01 - In a small bowl or glass, combine brown sugar, hot water, and cinnamon (if using). Stir until the sugar fully dissolves.
02 - Brew 2 shots of espresso.
03 - In a cocktail shaker or a mason jar with a lid, add the freshly brewed espresso and brown sugar syrup. Fill the shaker halfway with ice.
04 - Secure the lid and shake vigorously for about 20 seconds, until well chilled and slightly frothy.
05 - Fill a serving glass with ice. Strain the shaken espresso mixture over the ice.
06 - Pour chilled oat milk over the espresso, allowing it to swirl and combine. Stir gently if desired.
07 - Serve immediately.

# Expert Tips:

01 -
  • I swear the frothy layer and mellow sweetness make every sip feel luxuriously café-worthy—no need to leave home.
  • The oat milk adds such a silky finish, you’ll find yourself making it even on slow weekends or busy Monday mornings alike.
02 -
  • The first time I forgot to dissolve the brown sugar all the way, the gritty sip was a letdown—fully mix the syrup, no shortcuts.
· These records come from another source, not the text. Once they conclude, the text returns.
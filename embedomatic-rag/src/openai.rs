//! OpenAI embedding provider using the OpenAI embeddings API.
//!
//! Also hosts the request plumbing shared with
//! [`OpenAIChatModel`](crate::chat::OpenAIChatModel): base URL handling, error
//! body decoding, and the transient-status classification the
//! [`RetryPolicy`] relies on.

use async_trait::async_trait;
use reqwest::StatusCode;
use serde::{Deserialize, Serialize};
use tracing::{debug, error};

use crate::embedding::EmbeddingProvider;
use crate::error::{RagError, Result};
use crate::retry::RetryPolicy;

/// The default OpenAI API base URL.
pub const DEFAULT_BASE_URL: &str = "https://api.openai.com/v1";

/// The default model for OpenAI embeddings.
pub const DEFAULT_EMBEDDING_MODEL: &str = "text-embedding-3-small";

/// The default dimensionality for `text-embedding-3-small`.
const DEFAULT_DIMENSIONS: usize = 1536;

/// Maximum number of inputs sent in one embeddings request.
const DEFAULT_BATCH_SIZE: usize = 512;

const PROVIDER: &str = "OpenAI";

/// An [`EmbeddingProvider`] backed by the OpenAI embeddings API.
///
/// Uses `reqwest` to call the `/embeddings` endpoint directly.
///
/// # Configuration
///
/// - `model` – defaults to `text-embedding-3-small`.
/// - `dimensions` – optional Matryoshka dimension override.
/// - `base_url` – defaults to `https://api.openai.com/v1`; any compatible endpoint works.
/// - `batch_size` – inputs per request, defaults to 512.
/// - `retry_policy` – applied to every request, see [`RetryPolicy`].
///
/// # Example
///
/// ```rust,ignore
/// use embedomatic_rag::openai::OpenAIEmbeddingProvider;
///
/// let provider = OpenAIEmbeddingProvider::new("sk-...")?;
/// let embedding = provider.embed("hello world").await?;
/// ```
pub struct OpenAIEmbeddingProvider {
    client: reqwest::Client,
    api_key: String,
    base_url: String,
    model: String,
    dimensions: usize,
    /// If set, passed to the API for Matryoshka dimension truncation.
    request_dimensions: Option<usize>,
    batch_size: usize,
    retry_policy: RetryPolicy,
}

impl OpenAIEmbeddingProvider {
    /// Create a new provider with the given API key.
    ///
    /// Uses the default model (`text-embedding-3-small`) and dimensions (1536).
    pub fn new(api_key: impl Into<String>) -> Result<Self> {
        let api_key = api_key.into();
        if api_key.is_empty() {
            return Err(RagError::ConfigError("OpenAI API key must not be empty".into()));
        }

        Ok(Self {
            client: reqwest::Client::new(),
            api_key,
            base_url: DEFAULT_BASE_URL.into(),
            model: DEFAULT_EMBEDDING_MODEL.into(),
            dimensions: DEFAULT_DIMENSIONS,
            request_dimensions: None,
            batch_size: DEFAULT_BATCH_SIZE,
            retry_policy: RetryPolicy::default(),
        })
    }

    /// Set the model name (e.g. `text-embedding-3-large`).
    ///
    /// Unless a dimension override is set, the reported dimensions follow the
    /// model's native output size.
    pub fn with_model(mut self, model: impl Into<String>) -> Self {
        self.model = model.into();
        if self.request_dimensions.is_none() {
            self.dimensions = native_dimensions(&self.model);
        }
        self
    }

    /// Set the output dimensions (Matryoshka support).
    ///
    /// When set, the API returns embeddings truncated to this size.
    /// This also updates the value returned by [`dimensions()`](EmbeddingProvider::dimensions).
    pub fn with_dimensions(mut self, dims: usize) -> Self {
        self.dimensions = dims;
        self.request_dimensions = Some(dims);
        self
    }

    /// Point the provider at a different OpenAI-compatible base URL.
    pub fn with_base_url(mut self, base_url: impl Into<String>) -> Self {
        self.base_url = base_url.into();
        self
    }

    /// Set the maximum number of inputs per request.
    pub fn with_batch_size(mut self, batch_size: usize) -> Self {
        self.batch_size = batch_size.max(1);
        self
    }

    /// Set the retry policy applied to each request.
    pub fn with_retry_policy(mut self, policy: RetryPolicy) -> Self {
        self.retry_policy = policy;
        self
    }

    async fn request_batch(&self, texts: &[&str]) -> Result<Vec<Vec<f32>>> {
        let request_body = EmbeddingRequest {
            model: &self.model,
            input: texts.to_vec(),
            dimensions: self.request_dimensions,
        };

        let response = self
            .client
            .post(endpoint(&self.base_url, "embeddings"))
            .bearer_auth(&self.api_key)
            .json(&request_body)
            .send()
            .await
            .map_err(|e| {
                error!(provider = PROVIDER, error = %e, "request failed");
                embedding_error(format!("request failed: {e}"), true)
            })?;

        if !response.status().is_success() {
            let status = response.status();
            let detail = error_detail(response).await;
            error!(provider = PROVIDER, %status, "API error");
            return Err(embedding_error(
                format!("API returned {status}: {detail}"),
                is_transient_status(status),
            ));
        }

        let embedding_response: EmbeddingResponse = response.json().await.map_err(|e| {
            error!(provider = PROVIDER, error = %e, "failed to parse response");
            embedding_error(format!("failed to parse response: {e}"), false)
        })?;

        let mut data = embedding_response.data;
        if data.len() != texts.len() {
            return Err(embedding_error(
                format!("expected {} embeddings, API returned {}", texts.len(), data.len()),
                false,
            ));
        }
        data.sort_by_key(|d| d.index);
        Ok(data.into_iter().map(|d| d.embedding).collect())
    }
}

// ── OpenAI API request/response types ──────────────────────────────

#[derive(Serialize)]
struct EmbeddingRequest<'a> {
    model: &'a str,
    input: Vec<&'a str>,
    #[serde(skip_serializing_if = "Option::is_none")]
    dimensions: Option<usize>,
}

#[derive(Deserialize)]
struct EmbeddingResponse {
    data: Vec<EmbeddingData>,
}

#[derive(Deserialize)]
struct EmbeddingData {
    #[serde(default)]
    index: usize,
    embedding: Vec<f32>,
}

#[derive(Deserialize)]
struct ErrorResponse {
    error: ErrorDetail,
}

#[derive(Deserialize)]
struct ErrorDetail {
    message: String,
}

/// Output size of the known OpenAI embedding models.
fn native_dimensions(model: &str) -> usize {
    match model {
        "text-embedding-3-large" => 3072,
        _ => DEFAULT_DIMENSIONS,
    }
}

// ── Shared helpers ─────────────────────────────────────────────────

/// Join a base URL and an endpoint path without doubling slashes.
pub(crate) fn endpoint(base_url: &str, path: &str) -> String {
    format!("{}/{path}", base_url.trim_end_matches('/'))
}

/// Whether an HTTP status is worth retrying.
pub(crate) fn is_transient_status(status: StatusCode) -> bool {
    status == StatusCode::REQUEST_TIMEOUT
        || status == StatusCode::TOO_MANY_REQUESTS
        || status.is_server_error()
}

/// Extract the API's error message, falling back to the raw body.
pub(crate) async fn error_detail(response: reqwest::Response) -> String {
    let body = response.text().await.unwrap_or_default();
    parse_error_detail(&body)
}

fn parse_error_detail(body: &str) -> String {
    serde_json::from_str::<ErrorResponse>(body)
        .map(|e| e.error.message)
        .unwrap_or_else(|_| body.to_string())
}

fn embedding_error(message: String, transient: bool) -> RagError {
    RagError::EmbeddingError { provider: PROVIDER.into(), message, transient }
}

// ── EmbeddingProvider implementation ───────────────────────────────

#[async_trait]
impl EmbeddingProvider for OpenAIEmbeddingProvider {
    async fn embed(&self, text: &str) -> Result<Vec<f32>> {
        debug!(provider = PROVIDER, text_len = text.len(), "embedding single text");

        let results = self.embed_batch(&[text]).await?;
        results
            .into_iter()
            .next()
            .ok_or_else(|| embedding_error("API returned empty response".into(), false))
    }

    async fn embed_batch(&self, texts: &[&str]) -> Result<Vec<Vec<f32>>> {
        if texts.is_empty() {
            return Ok(Vec::new());
        }

        let mut results = Vec::with_capacity(texts.len());
        for batch in texts.chunks(self.batch_size) {
            debug!(
                provider = PROVIDER,
                batch_size = batch.len(),
                model = %self.model,
                "embedding batch"
            );
            let embeddings =
                self.retry_policy.run("openai.embeddings", || self.request_batch(batch)).await?;
            results.extend(embeddings);
        }

        Ok(results)
    }

    fn dimensions(&self) -> usize {
        self.dimensions
    }
}
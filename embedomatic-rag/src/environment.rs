//! Startup configuration read from the process environment.
//!
//! [`Environment::load`] honours a `.env` file in the working directory (via
//! `dotenvy`) and then reads the variables below. Process variables take
//! precedence over `.env` entries.
//!
//! | Variable            | Default                       |
//! |---------------------|-------------------------------|
//! | `OPENAI_API_KEY`    | —                             |
//! | `CONNECTION_STRING` | — (falls back to `DATABASE_URL`) |
//! | `COLLECTION_NAME`   | `default_collection`          |
//! | `OPENAI_BASE_URL`   | `https://api.openai.com/v1`   |
//! | `EMBEDDING_MODEL`   | `text-embedding-3-small`      |
//! | `CHAT_MODEL`        | `gpt-4o-mini`                 |
//! | `CHAT_TEMPERATURE`  | `0.5`                         |
//! | `CHUNK_SIZE`        | `1000`                        |
//! | `CHUNK_OVERLAP`     | `20`                          |
//! | `MAX_RETRIES`       | `2`                           |

use std::str::FromStr;

use tracing::{debug, info};

use crate::chat::{DEFAULT_CHAT_MODEL, DEFAULT_TEMPERATURE};
use crate::config::{DEFAULT_CHUNK_OVERLAP, DEFAULT_CHUNK_SIZE, RagConfig};
use crate::error::{RagError, Result};
use crate::openai::{DEFAULT_BASE_URL, DEFAULT_EMBEDDING_MODEL};
use crate::retry::{DEFAULT_MAX_RETRIES, RetryPolicy};

/// Collection used when `COLLECTION_NAME` is unset.
pub const DEFAULT_COLLECTION_NAME: &str = "default_collection";

/// Configuration gathered once at startup.
#[derive(Debug, Clone, PartialEq)]
pub struct Environment {
    /// Credential for the embedding and chat APIs.
    pub openai_api_key: Option<String>,
    /// Postgres connection string for the pgvector store.
    pub connection_string: Option<String>,
    /// Name of the collection documents are ingested into.
    pub collection_name: String,
    /// Base URL of the OpenAI-compatible API.
    pub openai_base_url: String,
    /// Embedding model name.
    pub embedding_model: String,
    /// Chat model name.
    pub chat_model: String,
    /// Chat sampling temperature.
    pub chat_temperature: f32,
    /// Maximum chunk size in characters.
    pub chunk_size: usize,
    /// Overlap between consecutive chunks in characters.
    pub chunk_overlap: usize,
    /// Transport retries for provider calls.
    pub max_retries: u32,
}

impl Environment {
    /// Load `.env` (if present) and read the process environment.
    ///
    /// # Errors
    ///
    /// Returns [`RagError::ConfigError`] if neither `OPENAI_API_KEY` nor a
    /// connection string is set, or if a numeric variable does not parse.
    pub fn load() -> Result<Self> {
        match dotenvy::dotenv() {
            Ok(path) => debug!(path = %path.display(), "loaded .env file"),
            Err(e) if e.not_found() => {}
            Err(e) => return Err(RagError::ConfigError(format!("failed to read .env: {e}"))),
        }
        let env = Self::from_lookup(|key| std::env::var(key).ok())?;
        info!(collection = %env.collection_name, "environment loaded");
        Ok(env)
    }

    /// Build an [`Environment`] from any key → value source.
    ///
    /// Empty values are treated as unset.
    pub fn from_lookup<F>(lookup: F) -> Result<Self>
    where
        F: Fn(&str) -> Option<String>,
    {
        let get = |key: &str| lookup(key).filter(|v| !v.trim().is_empty());

        let openai_api_key = get("OPENAI_API_KEY");
        let connection_string = get("CONNECTION_STRING").or_else(|| get("DATABASE_URL"));
        if openai_api_key.is_none() && connection_string.is_none() {
            return Err(RagError::ConfigError(
                "OPENAI_API_KEY or CONNECTION_STRING not found in environment variables".into(),
            ));
        }

        Ok(Self {
            openai_api_key,
            connection_string,
            collection_name: get("COLLECTION_NAME")
                .unwrap_or_else(|| DEFAULT_COLLECTION_NAME.to_string()),
            openai_base_url: get("OPENAI_BASE_URL")
                .unwrap_or_else(|| DEFAULT_BASE_URL.to_string()),
            embedding_model: get("EMBEDDING_MODEL")
                .unwrap_or_else(|| DEFAULT_EMBEDDING_MODEL.to_string()),
            chat_model: get("CHAT_MODEL").unwrap_or_else(|| DEFAULT_CHAT_MODEL.to_string()),
            chat_temperature: parse_var(&get, "CHAT_TEMPERATURE", DEFAULT_TEMPERATURE)?,
            chunk_size: parse_var(&get, "CHUNK_SIZE", DEFAULT_CHUNK_SIZE)?,
            chunk_overlap: parse_var(&get, "CHUNK_OVERLAP", DEFAULT_CHUNK_OVERLAP)?,
            max_retries: parse_var(&get, "MAX_RETRIES", DEFAULT_MAX_RETRIES)?,
        })
    }

    /// The API key, or a configuration error naming the missing variable.
    pub fn require_api_key(&self) -> Result<&str> {
        self.openai_api_key
            .as_deref()
            .ok_or_else(|| RagError::ConfigError("OPENAI_API_KEY is not set".into()))
    }

    /// Validated pipeline configuration from the chunking variables.
    pub fn rag_config(&self) -> Result<RagConfig> {
        RagConfig::builder()
            .chunk_size(self.chunk_size)
            .chunk_overlap(self.chunk_overlap)
            .build()
    }

    /// Retry policy for provider calls.
    pub fn retry_policy(&self) -> RetryPolicy {
        RetryPolicy::default().with_max_retries(self.max_retries)
    }
}

fn parse_var<T, G>(get: &G, key: &str, default: T) -> Result<T>
where
    T: FromStr,
    T::Err: std::fmt::Display,
    G: Fn(&str) -> Option<String>,
{
    match get(key) {
        None => Ok(default),
        Some(raw) => raw
            .trim()
            .parse()
            .map_err(|e| RagError::ConfigError(format!("{key}='{raw}' is invalid: {e}"))),
    }
}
  • Using very cold oat milk and shaking with enough ice makes all the difference in getting that creamy, café-style frothy cap.
03 -
  • Shaking for a full twenty seconds really unlocks that barista-style texture—it’s worth the effort.
  • A spoonful of coconut sugar can be subbed for brown sugar if you’re in a pinch, but it brings its own unique flavor.